-------- DATA EXCERPTS --------

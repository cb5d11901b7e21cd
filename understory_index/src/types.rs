// Copyright 2025 the Understory Authors
// SPDX-License-Identifier: Apache-2.0 OR MIT

//! Envelope type and comparison helpers.

use core::cmp::Ordering;

/// Axis-aligned bounding box in 2D.
///
/// Bounds are inclusive on every side: two boxes that share only an edge or a
/// corner intersect.
#[derive(Copy, Clone, Debug, PartialEq, Eq)]
pub struct Aabb2D<T> {
    /// Minimum x (left)
    pub min_x: T,
    /// Minimum y (top)
    pub min_y: T,
    /// Maximum x (right)
    pub max_x: T,
    /// Maximum y (bottom)
    pub max_y: T,
}

impl<T> Aabb2D<T> {
    /// Create a new AABB from min/max corners.
    pub const fn new(min_x: T, min_y: T, max_x: T, max_y: T) -> Self {
        Self {
            min_x,
            min_y,
            max_x,
            max_y,
        }
    }
}

impl<T: Copy + PartialOrd> Aabb2D<T> {
    /// Whether this AABB contains the point.
    pub fn contains_point(&self, x: T, y: T) -> bool {
        le(self.min_x, x) && le(self.min_y, y) && le(x, self.max_x) && le(y, self.max_y)
    }

    /// Whether the two AABBs overlap or touch.
    pub fn intersects(&self, other: &Self) -> bool {
        le(self.min_x, other.max_x)
            && le(other.min_x, self.max_x)
            && le(self.min_y, other.max_y)
            && le(other.min_y, self.max_y)
    }

    /// The smallest AABB enclosing both.
    pub fn union(&self, other: &Self) -> Self {
        Self {
            min_x: min_t(self.min_x, other.min_x),
            min_y: min_t(self.min_y, other.min_y),
            max_x: max_t(self.max_x, other.max_x),
            max_y: max_t(self.max_y, other.max_y),
        }
    }

    /// Return true if the AABB is inverted (no extent on some axis). Assumes no NaN.
    ///
    /// Degenerate boxes (a point or a segment) are not empty.
    pub fn is_empty(&self) -> bool {
        lt(self.max_x, self.min_x) || lt(self.max_y, self.min_y)
    }
}

impl Aabb2D<f64> {
    /// The envelope spanning every finite coordinate.
    ///
    /// Used for unbounded queries: every stored box intersects it.
    pub const EVERYTHING: Self = Self {
        min_x: -f64::MAX,
        min_y: -f64::MAX,
        max_x: f64::MAX,
        max_y: f64::MAX,
    };

    /// Create an AABB from origin and size in f64.
    pub const fn from_xywh(x: f64, y: f64, w: f64, h: f64) -> Self {
        Self {
            min_x: x,
            min_y: y,
            max_x: x + w,
            max_y: y + h,
        }
    }

    /// Width of the box, clamped at zero.
    pub fn width(&self) -> f64 {
        (self.max_x - self.min_x).max(0.0)
    }

    /// Height of the box, clamped at zero.
    pub fn height(&self) -> f64 {
        (self.max_y - self.min_y).max(0.0)
    }
}

pub(crate) fn min_t<T: PartialOrd + Copy>(a: T, b: T) -> T {
    match a.partial_cmp(&b) {
        Some(Ordering::Greater) => b,
        _ => a,
    }
}

pub(crate) fn max_t<T: PartialOrd + Copy>(a: T, b: T) -> T {
    match a.partial_cmp(&b) {
        Some(Ordering::Less) => b,
        _ => a,
    }
}

pub(crate) fn le<T: PartialOrd>(a: T, b: T) -> bool {
    a.partial_cmp(&b)
        .map(|o| o != Ordering::Greater)
        .unwrap_or(false)
}

pub(crate) fn lt<T: PartialOrd>(a: T, b: T) -> bool {
    a.partial_cmp(&b)
        .map(|o| o == Ordering::Less)
        .unwrap_or(false)
}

--------

# ASSIGNMENT:
Within the listing above, count each line that holds the word "bool"; the answer is that number alone.

# SOLUTION FOR THIS PROBLEM:
5